Tandis que nous sommes en veine de préceptes, nous serions tentés d’ajouter que plus la forme d’un État est mobile, et plus les circonstances de sa vie sont agitées, plus il doit y avoir quelque chose de stable. Le point fixe de l’État, au milieu des vicissitudes de la guerre, lorsque ce n’est pas le gouvernement, ce devrait être le commandement. Or, nous avons déjà changé deux fois de général en chef. L’Allemagne, et, derrière elle, sa coalition, a eu successivement pour chef d’état-major Moltke le neveu et Falkenhayn, avant d’avoir Hindenburg ; mais, depuis qu’elle a, pour lui, réorganisé le commandement, encore qu’il n’ait vraiment pas fait merveille, elle s’est ingéniée à lui créer une légende, et elle l’a tenu pour tabou, fétichisé, presque divinisé. De son côté, l’Italie, avec la vigueur et la subtilité de son sens politique, s’est bien gardée de toucher au commandement, bien qu’un régime monarchique ait autre part son point fixe et donne un gouvernement de guerre plus facilement que ne le fait un régime démocratique. Entré au comité secret, où il a été, lui aussi, ballotté toute une semaine, en un état voisin de la dissolution, le ministère Boselli en est sorti comme un gouvernement vivant, avec un commandement renforcé. Avant toute autre considération, le président du Conseil italien a placé celle-ci, car, à Rome également, la « politique militaire » avait été portée dans le Comité secret : « Le Gouvernement entend assumer, a-t-il dit, toute la responsabilité qui lui incombe, parce que le Gouvernement veut maintenir au commandement suprême l’homme qui a su conduire glorieusement la guerre. Le pays peut être certain que rien ne peut ébranler la confiance que le Gouvernement et le pays ont mise dans le général Cadorna. »
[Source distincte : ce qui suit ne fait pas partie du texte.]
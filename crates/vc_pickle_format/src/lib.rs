#![doc = include_str!("../README.md")]
#![cfg_attr(docsrs, feature(doc_cfg))]

// -----------------------------------------------------------------------------
// Modules

mod binary;

#[cfg(feature = "json")]
mod json;

// -----------------------------------------------------------------------------
// Top-Level exports

pub use binary::{BinaryBuilder, BinaryFormat, BinaryReader, marker};

#[cfg(feature = "json")]
pub use json::{ID_KEY, JsonBuilder, JsonFormat, JsonReader, REF_KEY, TAG_KEY, VALUE_KEY};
Au surplus, il ne semble pas que le général Cadorna fût directement, ostensiblement visé. Autant qu’on peut de loin la débrouiller, l’affaire était montée et dirigée, sous des prétextes différens, voire opposés, d’une part contre M. Sonnino, ministre des Affaires étrangères, et, de l’autre, contre le ministre de l’Intérieur, M. Orlando. Les uns blâmaient en M. Sonnino, sinon sa témérité (une hardiesse avisée n’est pas téméraire), du moins la certitude hautaine, l’intransigeante rectitude de sa politique ; les autres, en M. Orlando, la timidité, le flottement, la mollesse de la sienne. Les adversaires, comme les motifs d’opposition, se croisaient : contre M. Sonnino, c’étaient les neutralistes, les socialistes, les « fatigués » des salons et de la rue, les gagne-petit inconsolés du parecchio ; contre M. Orlando, les nationalistes, les interventionnistes de droite et de gauche. M. Sonnino, à coup sûr, ne demandait rien, ne désirait rien, ne se prêtait à aucune combinaison, et, dans son poste, attaché seulement à son œuvre, ne briguait aucun autre poste. Pour M. Orlando, ses amis, et quelques-uns même de ceux qui ne le voulaient plus au ministère de l’Intérieur, le désignaient ou l’indiquaient pour la présidence du Conseil, et il n’était pas évident qu’il la repoussât.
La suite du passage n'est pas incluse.